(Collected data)

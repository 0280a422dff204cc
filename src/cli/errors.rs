//! CLI error types

use thiserror::Error;

/// Result type for CLI commands
pub type CliResult<T> = Result<T, CliError>;

/// CLI failures, printed to stderr by main
#[derive(Debug, Error)]
pub enum CliError {
    /// Config file could not be read
    #[error("failed to read config '{path}': {source}")]
    ConfigRead {
        path: String,
        #[source]
        source: std::io::Error,
    },

    /// Config file is not valid JSON for the expected shape
    #[error("invalid config '{path}': {source}")]
    ConfigParse {
        path: String,
        #[source]
        source: serde_json::Error,
    },

    /// A command-level operation failed
    #[error("{0}")]
    Operation(String),
}

impl CliError {
    /// Wrap an operation failure
    pub fn operation(message: impl Into<String>) -> Self {
        CliError::Operation(message.into())
    }
}
//! API response envelope
//!
//! Every endpoint answers with the same shape:
//! `{status, message, data, metadata: {version, timestamp}}`.

use chrono::Utc;
use serde::{Deserialize, Serialize};
use serde_json::Value;

/// Response metadata: service version and UTC wall-clock timestamp
#[derive(Debug, Clone, Serialize, Deserialize)]
pub struct Metadata {
    pub version: String,
    pub timestamp: String,
}

impl Metadata {
    /// Metadata for the current instant
    pub fn now() -> Self {
        Self {
            version: env!("CARGO_PKG_VERSION").to_string(),
            timestamp: Utc::now().format("%Y-%m-%d %H:%M:%S").to_string(),
        }
    }
}

/// Uniform response envelope
#[derive(Debug, Clone, Serialize, Deserialize)]
pub struct Envelope {
    pub status: String,
    pub message: String,
    pub data: Value,
    pub metadata: Metadata,
}

impl Envelope {
    /// Success envelope with a data payload
    pub fn success(message: impl Into<String>, data: Value) -> Self {
        Self {
            status: "success".to_string(),
            message: message.into(),
            data,
            metadata: Metadata::now(),
        }
    }

    /// Error envelope; data is always null
    pub fn error(message: impl Into<String>) -> Self {
        Self {
            status: "error".to_string(),
            message: message.into(),
            data: Value::Null,
            metadata: Metadata::now(),
        }
    }
}

#[cfg(test)]
mod tests {
    use super::*;
    use serde_json::json;

    #[test]
    fn test_success_envelope_shape() {
        let envelope = Envelope::success(
            "batch processed",
            json!({"inserted": "2 rows", "rejected": "1 rows"}),
        );
        let value = serde_json::to_value(&envelope).unwrap();

        assert_eq!(value["status"], "success");
        assert_eq!(value["data"]["inserted"], "2 rows");
        assert_eq!(value["metadata"]["version"], env!("CARGO_PKG_VERSION"));
        // Timestamp format: YYYY-MM-DD HH:MM:SS
        let ts = value["metadata"]["timestamp"].as_str().unwrap();
        assert_eq!(ts.len(), 19);
        assert_eq!(&ts[4..5], "-");
        assert_eq!(&ts[10..11], " ");
    }

    #[test]
    fn test_error_envelope_has_null_data() {
        let envelope = Envelope::error("Table 'invoices' is not registered");
        let value = serde_json::to_value(&envelope).unwrap();

        assert_eq!(value["status"], "error");
        assert!(value["data"].is_null());
    }
}
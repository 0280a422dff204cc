//! Snapshot record flattening
//!
//! Conversion rules for every scanned row, applied before encoding:
//! - column names are lower-cased
//! - binary values decode as UTF-8 text
//! - timestamp values become integer epoch-milliseconds
//! - other scalars pass through, nulls are preserved

use serde_json::{Map, Number, Value};

use crate::store::{ScanRow, SqlValue};

use super::errors::{SnapshotError, SnapshotResult};

/// Flatten one scanned row into a snapshot record
pub fn flatten_row(row: &ScanRow) -> SnapshotResult<Map<String, Value>> {
    let mut record = Map::with_capacity(row.columns.len());

    for (name, value) in &row.columns {
        let converted = match value {
            SqlValue::Null => Value::Null,
            SqlValue::Int(i) => Value::from(*i),
            SqlValue::Float(f) => Number::from_f64(*f).map(Value::Number).ok_or_else(|| {
                SnapshotError::Encode(format!("field '{}' holds a non-finite float", name))
            })?,
            SqlValue::Bool(b) => Value::from(*b),
            SqlValue::Text(s) => Value::from(s.clone()),
            SqlValue::Bytes(bytes) => {
                let text = String::from_utf8(bytes.clone()).map_err(|_| {
                    SnapshotError::Encode(format!("field '{}' is not valid UTF-8", name))
                })?;
                Value::from(text)
            }
            SqlValue::Timestamp(ts) => Value::from(ts.timestamp_millis()),
        };
        record.insert(name.to_lowercase(), converted);
    }

    Ok(record)
}
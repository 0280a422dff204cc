//! API request types

use serde::{Deserialize, Serialize};
use serde_json::Value;

/// Batch ingestion request
#[derive(Debug, Clone, Serialize, Deserialize)]
pub struct IngestRequest {
    /// Destination table; must resolve in the registry
    pub table_name: String,
    /// The batch payload; must be a non-empty array within the size bound
    pub rows: Value,
}

/// Table export request
#[derive(Debug, Clone, Serialize, Deserialize)]
pub struct ExportRequest {
    pub table_name: String,
}

/// Table restore request
#[derive(Debug, Clone, Serialize, Deserialize)]
pub struct RestoreRequest {
    pub table_name: String,
    /// Object-store path of the snapshot to restore from
    pub snapshot_path: String,
}

/// Query parameters for the report endpoints
#[derive(Debug, Clone, Copy, Deserialize)]
pub struct ReportParams {
    pub year: i32,
}
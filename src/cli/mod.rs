//! Command-line interface
//!
//! Commands:
//! - `rowdock serve --config <path> [--port <port>]`
//! - `rowdock export --config <path> --table <table>`
//! - `rowdock restore --config <path> --table <table> --snapshot-path <path>`

mod args;
mod commands;
mod errors;

pub use args::{Cli, Command};
pub use commands::Config;
pub use errors::{CliError, CliResult};

/// Parse arguments and dispatch to the selected command
pub fn run() -> CliResult<()> {
    let cli = Cli::parse_args();

    match cli.command {
        Command::Serve { config, port } => commands::serve(&config, port),
        Command::Export { config, table } => commands::export(&config, &table),
        Command::Restore {
            config,
            table,
            snapshot_path,
        } => commands::restore(&config, &table, &snapshot_path),
    }
}
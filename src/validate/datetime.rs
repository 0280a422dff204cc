//! ISO-8601 datetime validation
//!
//! Accepted forms:
//! - `2024-01-15T10:30:00Z` (UTC designator)
//! - `2024-01-15T10:30:00.123456Z` (fractional seconds)
//! - `2024-01-15T10:30:00+0100` / `+01:00` (numeric offset)
//! - `2024-01-15T10:30:00` (naive, no offset)
//!
//! Bare dates (`2024-01-15`) and non-date text are rejected: the ingestion
//! contract wants instants, not days.

use chrono::{DateTime, NaiveDateTime};

const OFFSET_FORMATS: &[&str] = &["%Y-%m-%dT%H:%M:%S%z", "%Y-%m-%dT%H:%M:%S%.f%z"];
const NAIVE_FORMATS: &[&str] = &["%Y-%m-%dT%H:%M:%S", "%Y-%m-%dT%H:%M:%S%.f"];

/// Parse an ISO-8601 datetime, discarding any zone offset.
///
/// Returns the naive local timestamp, which is what calendar bucketing
/// (e.g. quarter reports) works over.
pub fn parse_iso_datetime(value: &str) -> Option<NaiveDateTime> {
    if let Ok(dt) = DateTime::parse_from_rfc3339(value) {
        return Some(dt.naive_local());
    }

    for format in OFFSET_FORMATS {
        if let Ok(dt) = DateTime::parse_from_str(value, format) {
            return Some(dt.naive_local());
        }
    }

    for format in NAIVE_FORMATS {
        if let Ok(dt) = NaiveDateTime::parse_from_str(value, format) {
            return Some(dt);
        }
    }

    None
}

/// Whether a string is a valid ISO-8601 datetime
pub fn is_iso_datetime(value: &str) -> bool {
    parse_iso_datetime(value).is_some()
}
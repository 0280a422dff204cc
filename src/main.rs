//! rowdock CLI entry point
//!
//! A minimal entrypoint that parses CLI arguments, dispatches to CLI
//! commands, prints errors to stderr, and exits non-zero on failure.
//! All logic is delegated to the CLI module.

use rowdock::cli;

fn main() {
    if let Err(e) = cli::run() {
        eprintln!("{}", e);
        std::process::exit(1);
    }
}
//! Ingestion error types
//!
//! Row-level findings are never errors; they are data carried in the
//! validation report and the rejection log. These variants are the fatal
//! classes only.

use thiserror::Error;

use crate::schema::SchemaError;
use crate::store::StoreError;
use crate::validate::BatchError;

/// Result type for ingestion
pub type IngestResult<T> = Result<T, IngestError>;

/// Fatal ingestion failures
#[derive(Debug, Error)]
pub enum IngestError {
    /// Unknown table identifier
    #[error(transparent)]
    Schema(#[from] SchemaError),

    /// Batch failed the shape preconditions
    #[error(transparent)]
    Batch(#[from] BatchError),

    /// Store connection or write failure; the accepted set was rolled back
    #[error(transparent)]
    Store(#[from] StoreError),

    /// The rejection log could not be written
    #[error("failed to write rejection diagnostics: {0}")]
    Diagnostics(#[from] std::io::Error),
}

impl IngestError {
    /// Whether the failure is the caller's fault (malformed request) rather
    /// than the service's
    pub fn is_client_error(&self) -> bool {
        matches!(self, IngestError::Schema(_) | IngestError::Batch(_))
    }
}
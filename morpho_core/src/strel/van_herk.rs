/*
This file is part of morpho_core.
Copyright (C) 2026 the morpho_core contributors

morpho_core is free software: you can redistribute it and/or modify
it under the terms of the GNU General Public License as published by
the Free Software Foundation, either version 3 of the License, or
(at your option) any later version.

This program is distributed in the hope that it will be useful,
but WITHOUT ANY WARRANTY; without even the implied warranty of
MERCHANTABILITY or FITNESS FOR A PARTICULAR PURPOSE.  See the
GNU General Public License for more details.

You should have received a copy of the GNU General Public License
along with this program.  If not, see <http://www.gnu.org/licenses/>.
*/
//! Separable line dilation/erosion, and the line enumeration it rides on
//! (spec §4.3's "line structuring elements are O(N) per axis, independent of
//! line length").
//!
//! Enumerates every maximal line through the raster along a direction vector
//! (axis-aligned or diagonal, 2D or 3D — one routine covers all of them),
//! then runs a monotonic-deque sliding extreme along each line. The deque
//! technique gives the same O(total pixels) bound as the classic Van
//! Herk–Gil–Werman block decomposition without needing sentinel padding at
//! the array ends: the window is clipped to the line's own bounds directly,
//! matching "boundary pixels see only their in-bounds strel neighbors."

use crate::pixel::PixelValue;
use crate::raster::Raster;
use std::collections::VecDeque;

/// Every maximal line through a `dims`-shaped grid along `dir`, as ordered
/// lists of grid coordinates. `dir` must not be `(0, 0, 0)`.
pub fn enumerate_lines(
    dims: (usize, usize, usize),
    dir: (i64, i64, i64),
) -> Vec<Vec<(i64, i64, i64)>> {
    let (sx, sy, sz) = dims;
    let in_bounds = |x: i64, y: i64, z: i64| {
        x >= 0 && y >= 0 && z >= 0 && (x as usize) < sx && (y as usize) < sy && (z as usize) < sz
    };
    let mut lines = Vec::new();
    for z in 0..sz as i64 {
        for y in 0..sy as i64 {
            for x in 0..sx as i64 {
                let (px, py, pz) = (x - dir.0, y - dir.1, z - dir.2);
                if in_bounds(px, py, pz) {
                    continue; // not a line start; some earlier cell owns this line
                }
                let mut line = Vec::new();
                let (mut cx, mut cy, mut cz) = (x, y, z);
                while in_bounds(cx, cy, cz) {
                    line.push((cx, cy, cz));
                    cx += dir.0;
                    cy += dir.1;
                    cz += dir.2;
                }
                lines.push(line);
            }
        }
    }
    lines
}

/// Sliding max (or min) of `values` under a window of length `w` anchored
/// `anchor` steps from the window's start, clipped to `values`' own bounds
/// at either end. O(`values.len()`) via a monotonic deque of indices.
pub fn sliding_extreme<T: PixelValue>(values: &[T], w: usize, anchor: usize, want_max: bool) -> Vec<T> {
    let n = values.len();
    if n == 0 {
        return Vec::new();
    }
    let mut out = vec![values[0]; n];
    let mut deque: VecDeque<usize> = VecDeque::new();
    let mut hi_cursor: i64 = -1;
    for i in 0..n {
        let lo = (i as i64 - anchor as i64).max(0) as usize;
        let hi = ((i as i64 - anchor as i64) + (w as i64 - 1)).min(n as i64 - 1);
        while hi_cursor < hi {
            hi_cursor += 1;
            let idx = hi_cursor as usize;
            while let Some(&back) = deque.back() {
                let dominated = if want_max {
                    values[back] <= values[idx]
                } else {
                    values[back] >= values[idx]
                };
                if dominated {
                    deque.pop_back();
                } else {
                    break;
                }
            }
            deque.push_back(idx);
        }
        while let Some(&front) = deque.front() {
            if front < lo {
                deque.pop_front();
            } else {
                break;
            }
        }
        out[i] = values[*deque.front().expect("window is never empty: i is always in range")];
    }
    out
}

/// Runs [`sliding_extreme`] along every maximal line of the raster along
/// `dir`, producing a fresh raster of the same kind and shape.
pub fn line_extreme(
    raster: &Raster,
    dir: (i64, i64, i64),
    len: usize,
    anchor: usize,
    want_max: bool,
) -> Raster {
    let dims = raster.dims();
    let lines = enumerate_lines(dims, dir);
    let mut out = raster.duplicate();
    crate::dispatch_raster!(raster, |src: T| {
        let dst: &mut [T] = out.as_mut_slice::<T>();
        for line in &lines {
            let samples: Vec<T> = line
                .iter()
                .map(|&(x, y, z)| src[raster.index_unchecked(x as usize, y as usize, z as usize)])
                .collect();
            let result = sliding_extreme(&samples, len, anchor, want_max);
            for (pos, &(x, y, z)) in line.iter().enumerate() {
                dst[raster.index_unchecked(x as usize, y as usize, z as usize)] = result[pos];
            }
        }
    });
    out
}

#[cfg(test)]
mod tests {
    use super::*;
    use crate::pixel::ElementKind;

    #[test]
    fn sliding_max_matches_naive_on_small_window() {
        let values = vec![3u8, 1, 4, 1, 5, 9, 2, 6];
        let w = 3;
        let anchor = 1;
        let fast = sliding_extreme(&values, w, anchor, true);
        let naive: Vec<u8> = (0..values.len())
            .map(|i| {
                let lo = (i as i64 - anchor as i64).max(0) as usize;
                let hi = ((i as i64 - anchor as i64) + w as i64 - 1).min(values.len() as i64 - 1) as usize;
                *values[lo..=hi].iter().max().unwrap()
            })
            .collect();
        assert_eq!(fast, naive);
    }

    #[test]
    fn sliding_min_matches_naive_on_small_window() {
        let values = vec![7u16, 2, 9, 4, 1, 8, 3];
        let w = 4;
        let anchor = 2;
        let fast = sliding_extreme(&values, w, anchor, false);
        let naive: Vec<u16> = (0..values.len())
            .map(|i| {
                let lo = (i as i64 - anchor as i64).max(0) as usize;
                let hi = ((i as i64 - anchor as i64) + w as i64 - 1).min(values.len() as i64 - 1) as usize;
                *values[lo..=hi].iter().min().unwrap()
            })
            .collect();
        assert_eq!(fast, naive);
    }

    #[test]
    fn enumerate_lines_axis_aligned_covers_every_pixel_once() {
        let lines = enumerate_lines((4, 3, 1), (1, 0, 0));
        assert_eq!(lines.len(), 3); // one per row
        assert_eq!(lines[0].len(), 4);
        let total: usize = lines.iter().map(|l| l.len()).sum();
        assert_eq!(total, 12);
    }

    #[test]
    fn enumerate_lines_diagonal_covers_every_pixel_once() {
        let lines = enumerate_lines((4, 4, 1), (1, 1, 0));
        let total: usize = lines.iter().map(|l| l.len()).sum();
        assert_eq!(total, 16);
        // 7 anti-diagonals of lengths 1,2,3,4,3,2,1 for a 4x4 grid
        assert_eq!(lines.len(), 7);
    }

    #[test]
    fn line_extreme_dilates_along_horizontal_axis() {
        let r = Raster::from_vec_2d(5, 1, vec![0u8, 0, 200, 0, 0]);
        let out = line_extreme(&r, (1, 0, 0), 3, 1, true);
        assert_eq!(out.get_f64(0, 0, 0).unwrap(), 0.0);
        assert_eq!(out.get_f64(1, 0, 0).unwrap(), 200.0);
        assert_eq!(out.get_f64(2, 0, 0).unwrap(), 200.0);
        assert_eq!(out.get_f64(3, 0, 0).unwrap(), 200.0);
        assert_eq!(out.get_f64(4, 0, 0).unwrap(), 0.0);
        let _ = ElementKind::U8;
    }
}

__Description of the task__
Search the entries for the word "fast" and gather every line where it appears.

__Result of the exercise__
        let fast = sliding_extreme(&values, w, anchor, true);
        assert_eq!(fast, naive);
        let fast = sliding_extreme(&values, w, anchor, false);
        assert_eq!(fast, naive);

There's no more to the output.